Essentially, VRE will need two elements, (1) your application or workflow wrapped within a VRE RUNNER, and (2) metadata annotating it (i.e. input files requirements, descriptions). The following steps describe how to achieve it.

  • Step 1       Define your tool's input and output files. Build job execution files for testing the RUNNER.
  • Step 2       Prepare a new VRE RUNNER wrapping your application.
  • Step 3       Annotate and submit the new VRE tool
  • Step 4       Test and debug the new tool from the VRE user interface
  • Step 5       (optional) Prepare a web page to display a summary report on each execution
  • Step 6       Provide documentation for the new tool

STEP 1: Pre-define your tool to build a test set of VRE job execution files

VRE job execution files are two JSON files. In production, these will be generated by the VRE server on each execution initiated by the user at the web interface. This data should be consumed by the RUNNER wrapping your application.

VRE job execution files Description
Run configuration file
i.e. config.json
contains the list of input file selected by the user for a particular run, the values of the arguments, and the list of expected output files.
Infiles' metadata file
i.e. in_metadata.json
contains the metadata of the input files listed as in config.json, including information like the absolute file path

Additionally, is handy to have a shell script with the execution command line of the RUNNER (i.e. test.sh). The 2 previous files are passed in as arguments.

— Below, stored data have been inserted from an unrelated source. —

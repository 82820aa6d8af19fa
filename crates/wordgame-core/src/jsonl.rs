//! Line-delimited JSON reading shared by the lexicon and history loaders.

use std::io::BufRead;
use std::path::Path;

use serde::de::DeserializeOwned;

use crate::error::{Result, WordGameError};

/// Builds the parse error variant for a given file kind.
pub(crate) type ParseErrorFn = fn(&Path, usize, serde_json::Error) -> WordGameError;

/// Parse every line of `reader` as a `T`.
///
/// Returns each record with its 1-based line number. A final newline ends the
/// last record; any other empty line is malformed. The first malformed line
/// aborts the whole read.
pub(crate) fn read_records<T, R>(
    reader: R,
    path: &Path,
    parse_error: ParseErrorFn,
) -> Result<Vec<(usize, T)>>
where
    T: DeserializeOwned,
    R: BufRead,
{
    let mut records = Vec::new();
    for (i, line) in reader.lines().enumerate() {
        let line_no = i + 1;
        let line = line.map_err(|source| WordGameError::Io {
            path: path.to_path_buf(),
            source,
        })?;
        let record = serde_json::from_str(&line).map_err(|e| parse_error(path, line_no, e))?;
        records.push((line_no, record));
    }
    Ok(records)
}
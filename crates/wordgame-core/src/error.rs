//! Error types for the wordgame core.
//!
//! Load-time failures, persistence failures and numerical failures are kept
//! apart so a front end can decide how to report them (a message box, a line on
//! stderr) instead of the process aborting mid-question.

use std::path::PathBuf;

use thiserror::Error;

use crate::session::SessionState;

/// Errors produced by the wordgame core.
#[derive(Debug, Error)]
pub enum WordGameError {
    /// A lexicon or history file could not be opened or read.
    #[error("failed to read {}", path.display())]
    Io {
        path: PathBuf,
        #[source]
        source: std::io::Error,
    },

    /// A lexicon record is not a valid `{"a", "b", "freq"}` object.
    #[error("malformed lexicon record at {}:{line}", path.display())]
    LexiconParse {
        path: PathBuf,
        line: usize,
        #[source]
        source: serde_json::Error,
    },

    /// A history record is not a valid `{"id", "is_correct"}` object.
    #[error("malformed history record at {}:{line}", path.display())]
    HistoryParse {
        path: PathBuf,
        line: usize,
        #[source]
        source: serde_json::Error,
    },

    /// The lexicon contains no words.
    #[error("lexicon {} contains no words", path.display())]
    EmptyLexicon { path: PathBuf },

    /// A lexicon record carries a zero, negative or non-finite frequency.
    #[error("lexicon record at line {line} has non-positive frequency {freq}")]
    NonPositiveFrequency { line: usize, freq: f64 },

    /// A history event references a word the lexicon does not contain.
    #[error("history references word {index}, but the lexicon only has {lexicon_len} words")]
    UnknownWord { index: usize, lexicon_len: usize },

    /// The decay parameter lies outside the open interval (0, 1).
    #[error("decay must lie strictly between 0 and 1, got {0}")]
    InvalidDecay(f64),

    /// The word weights summed to zero (or overflowed), so no distribution exists.
    #[error("word weights sum to zero; the decay is too aggressive for this history")]
    ZeroMass,

    /// An answer could not be made durable in the history file.
    #[error("failed to persist answer to {}", path.display())]
    Persist {
        path: PathBuf,
        #[source]
        source: std::io::Error,
    },

    /// A session operation was called in a state that does not accept it.
    #[error("cannot {action} while the session is {state}")]
    InvalidTransition {
        action: &'static str,
        state: SessionState,
    },
}

impl WordGameError {
    /// Returns `true` for failures that happen while loading input files.
    ///
    /// These abort startup before any question is presented.
    pub fn is_load_error(&self) -> bool {
        matches!(
            self,
            WordGameError::Io { .. }
                | WordGameError::LexiconParse { .. }
                | WordGameError::HistoryParse { .. }
                | WordGameError::EmptyLexicon { .. }
                | WordGameError::NonPositiveFrequency { .. }
                | WordGameError::UnknownWord { .. }
        )
    }

    /// Returns `true` if the history file could not be written.
    pub fn is_persistence_error(&self) -> bool {
        matches!(self, WordGameError::Persist { .. })
    }

    /// Returns `true` for configuration problems surfaced by the weight engine.
    pub fn is_numerical_error(&self) -> bool {
        matches!(
            self,
            WordGameError::ZeroMass | WordGameError::InvalidDecay(_)
        )
    }
}

/// Convenience alias used throughout the core crate.
pub type Result<T> = std::result::Result<T, WordGameError>;
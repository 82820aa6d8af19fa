//! The `wordgame play` command.

use std::io::{self, BufRead, Write};

use anyhow::Result;

use wordgame_core::{Command, Direction, HistoryLog, Lexicon, Presenter, Prompt, Sampler, Session};

use crate::SessionArgs;

const HELP: &str = "[enter] show answer  [y] correct  [n] incorrect  [q] quit";

/// Line-oriented terminal front end.
///
/// Reads one command per line. End of input counts as quitting.
pub struct TerminalPresenter<R, W> {
    input: R,
    output: W,
    error: Option<io::Error>,
}

impl<R: BufRead, W: Write> TerminalPresenter<R, W> {
    pub fn new(input: R, output: W) -> Self {
        Self {
            input,
            output,
            error: None,
        }
    }

    /// Surface the first I/O error hit while presenting.
    pub fn finish(self) -> io::Result<W> {
        match self.error {
            Some(e) => Err(e),
            None => Ok(self.output),
        }
    }

    fn write_line(&mut self, line: &str) {
        if self.error.is_some() {
            return;
        }
        if let Err(e) = writeln!(self.output, "{line}").and_then(|()| self.output.flush()) {
            self.error = Some(e);
        }
    }
}

fn side_label(direction: Direction) -> &'static str {
    match direction {
        Direction::A => "A",
        Direction::B => "B",
    }
}

impl<R: BufRead, W: Write> Presenter for TerminalPresenter<R, W> {
    fn show_prompt(&mut self, prompt: &Prompt) {
        let shown = side_label(prompt.direction);
        let hidden = side_label(prompt.direction.opposite());
        self.write_line(&format!("\n{shown}: {}\n{hidden}: ?", prompt.text));
    }

    fn show_answer(&mut self, prompt: &Prompt, answer: &str) {
        let hidden = side_label(prompt.direction.opposite());
        self.write_line(&format!("{hidden}: {answer}"));
    }

    fn show_run_count(&mut self, count: usize) {
        self.write_line(&format!("Accumulated {count} answers in current run"));
    }

    fn next_command(&mut self) -> Command {
        loop {
            if self.error.is_some() {
                return Command::Stop;
            }
            let mut line = String::new();
            match self.input.read_line(&mut line) {
                Ok(0) => return Command::Stop,
                Ok(_) => {}
                Err(e) => {
                    self.error = Some(e);
                    return Command::Stop;
                }
            }
            match line.trim().to_lowercase().as_str() {
                "" | "s" | "show" => return Command::Reveal,
                "y" | "yes" => return Command::Judge(true),
                "n" | "no" => return Command::Judge(false),
                "q" | "quit" => return Command::Stop,
                other => {
                    tracing::debug!("unrecognised input: {other}");
                    self.write_line(HELP);
                }
            }
        }
    }
}

pub fn execute(args: SessionArgs, seed: Option<u64>) -> Result<()> {
    let config = super::resolve(args)?;

    let lexicon = Lexicon::load(&config.lexicon_path)?;
    let history = HistoryLog::load(&config.history_path)?;

    println!("Loaded {} frequency-annotated words", lexicon.len());
    println!("Loaded {} answers from history", history.len());
    println!("{HELP}");

    let sampler = match seed {
        Some(seed) => Sampler::with_seed(seed),
        None => Sampler::from_entropy(),
    };
    let mut session = Session::new(lexicon, history, config.decay, sampler)?;

    let stdin = io::stdin();
    let stdout = io::stdout();
    let mut presenter = TerminalPresenter::new(stdin.lock(), stdout.lock());
    let outcome = session.run(&mut presenter);
    presenter.finish()?;
    let run_count = outcome?;

    println!(
        "\nSession ended: {run_count} answers this run, {} in history",
        session.history_len()
    );

    Ok(())
}
//! wordgame CLI — the terminal front end for the adaptive flashcard trainer.

use std::path::PathBuf;
use std::process;

use clap::{Args, Parser, Subcommand};

mod commands;

use commands::stats::OutputFormat;

#[derive(Parser)]
#[command(name = "wordgame", version, about = "Adaptive bilingual flashcard trainer")]
struct Cli {
    #[command(subcommand)]
    command: Commands,
}

/// File and tuning options shared by the commands that open a session.
#[derive(Args, Debug, Clone)]
pub struct SessionArgs {
    /// Lexicon file, one {"a", "b", "freq"} record per line
    #[arg(long)]
    lexicon: Option<PathBuf>,

    /// History file, one {"id", "is_correct"} record per line
    #[arg(long)]
    history: Option<PathBuf>,

    /// Decay level, strictly between 0 and 1 (default: 0.1)
    #[arg(long)]
    decay: Option<f64>,

    /// Config file path
    #[arg(long)]
    config: Option<PathBuf>,
}

#[derive(Subcommand)]
enum Commands {
    /// Start an interactive training session
    Play {
        #[command(flatten)]
        session: SessionArgs,

        /// Seed for the word and direction draws (random if omitted)
        #[arg(long)]
        seed: Option<u64>,
    },

    /// Show answer statistics and the words most likely to come up next
    Stats {
        #[command(flatten)]
        session: SessionArgs,

        /// Number of words to list
        #[arg(long, default_value = "10")]
        top: usize,

        /// Output format
        #[arg(long, value_enum, default_value_t = OutputFormat::Text)]
        format: OutputFormat,
    },

    /// Check a lexicon (and optionally a history) for errors
    Validate {
        /// Lexicon file to check
        #[arg(long)]
        lexicon: PathBuf,

        /// History file to check against the lexicon
        #[arg(long)]
        history: Option<PathBuf>,
    },

    /// Create a sample lexicon, an empty history and a config file
    Init {
        /// Directory to create the files in
        #[arg(long, default_value = ".")]
        dir: PathBuf,
    },
}

fn main() {
    tracing_subscriber::fmt()
        .with_writer(std::io::stderr)
        .with_env_filter(
            tracing_subscriber::EnvFilter::from_default_env()
                .add_directive("wordgame=info".parse().expect("static directive is valid")),
        )
        .init();

    let cli = Cli::parse();

    let result = match cli.command {
        Commands::Play { session, seed } => commands::play::execute(session, seed),
        Commands::Stats {
            session,
            top,
            format,
        } => commands::stats::execute(session, top, format),
        Commands::Validate { lexicon, history } => commands::validate::execute(lexicon, history),
        Commands::Init { dir } => commands::init::execute(dir),
    };

    if let Err(e) = result {
        eprintln!("Error: {e:#}");
        process::exit(1);
    }
}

Defining which are the input files and arguments that your tool will consume is essential to build the VRE job execution files. There are two ways of creating it:

  • Manual approach:

    Manually generate the 2 files following the corresponding JSON schemes and taking as reference some examples

  • VRE web interface approach:

    Use the tool's developer admin panel to created these files. The user interface include web forms that allows the edition and validation of a JSON document gathering data about the input files and arguments. If you provide data about your local development environment (i.e. working directories or the location of test input files, VRE will generate a config.json and a in_metadata.json for downloading.

    • Where: in the left navigation menu, Admin → My Tools → Development → (+) Add new tool
    • Requirements: user account with "tool developer" rights

Note:
schemes are being adapted to each VRE project. If the list of accepted values for data-type or file-type is not covering your use-case, just contact us. We'll extend the supported metadata.


STEP 2: Prepare a VRE RUNNER wrapping your application

VRE RUNNERs are pieces of code that work as adapters between the VRE server and each of the integrated applications or pipelines. Eventually, the RUNNER should:

  1. Consume the VRE job execution files that will be generated when a user submits a new job from the web interface,
  2. Run locally the wrapped application or pipeline, and
  3. Generate a list of output files, information that the VRE server will use to register and display the files at users' workspace.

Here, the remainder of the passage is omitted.